You must realize that what we have is not a profit system; it's a profit and loss system. The loss part is just as important as the profit part. What distinguishes the private system from a government socialist system is the loss part. If an entrepreneur's project doesn't work, he closes it down. If it had been a government project, it would have been expanded, because there is not the discipline of the profit and loss element. If you have a really good idea, it may work. But remember, you're gambling. That's what makes it exciting, and that's what makes it important. What rules out the mistakes is the possibility of making a loss.

To put it another way, any social system generates "barnacles"--resource-consuming social nodes that undermine the overall operation of the society. It is undermining or lacking a barnacle-removing process which is fatal to a social system.

But it can be very attractive to be a social barnacle. To be insulated from loss is a massive and corrupting privilege. To be insulated from loss while being massively paid for managing risk is offensive exploitation of the weaker.

What happens when the IMFmoves in to do "structural adjustment" when a developing country has got into trouble from debt loaded on the polity but skimmed off within its elite? The risks are pushed downward. Debts which were allegedly to increase productive capacity get expropriated. The people best placed to assess the likelihood of that bear little or no risk from it (due to the IMF), so the risk gets loaded on to those who were not there (nor seriously represented) when the debts were negotiated and have little or no capacity to object or block expropriation. So the debt is loaded onto the ordinary folk of that society, but those who stole it get away with it and those who lent to those who stole it have the impact on them minimised. (The UN Convention Against Corruption [UNCAC]'s asset recovery provisions represent, in effect, a regulatory attempt to deal with the problem of corruption--including to block debt diversion by kleptocratic elites--and none too soon.)

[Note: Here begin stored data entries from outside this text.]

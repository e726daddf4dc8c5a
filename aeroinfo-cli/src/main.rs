//! Binary crate for the `aeroinfo` command-line tool.
//!
//! This crate focuses on:
//! - Parsing CLI arguments
//! - Interactive configuration
//! - Human-friendly output formatting

use clap::Parser;
use tracing_subscriber::{EnvFilter, layer::SubscriberExt, util::SubscriberInitExt};

mod cli;
mod render;

#[tokio::main]
async fn main() -> anyhow::Result<()> {
    // Logs go to stderr so `--json` output stays parseable.
    tracing_subscriber::registry()
        .with(EnvFilter::try_from_default_env().unwrap_or_else(|_| "warn".into()))
        .with(tracing_subscriber::fmt::layer().with_writer(std::io::stderr))
        .init();

    let cmd = cli::Cli::parse();
    cmd.run().await
}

Forcing ordinary taxpayers to repay stolen debt is a fairly vile worship at the altar of financier privilege. The notion that the claims of high finance are so much more important than any other consideration. Claims whereby huge salaries and bonuses are paid, justified by management of risk which is pushed off on to taxpayers and those lacking such political clout. Which, as the UK experience in the 1920s showed, can be entire industries and workforces.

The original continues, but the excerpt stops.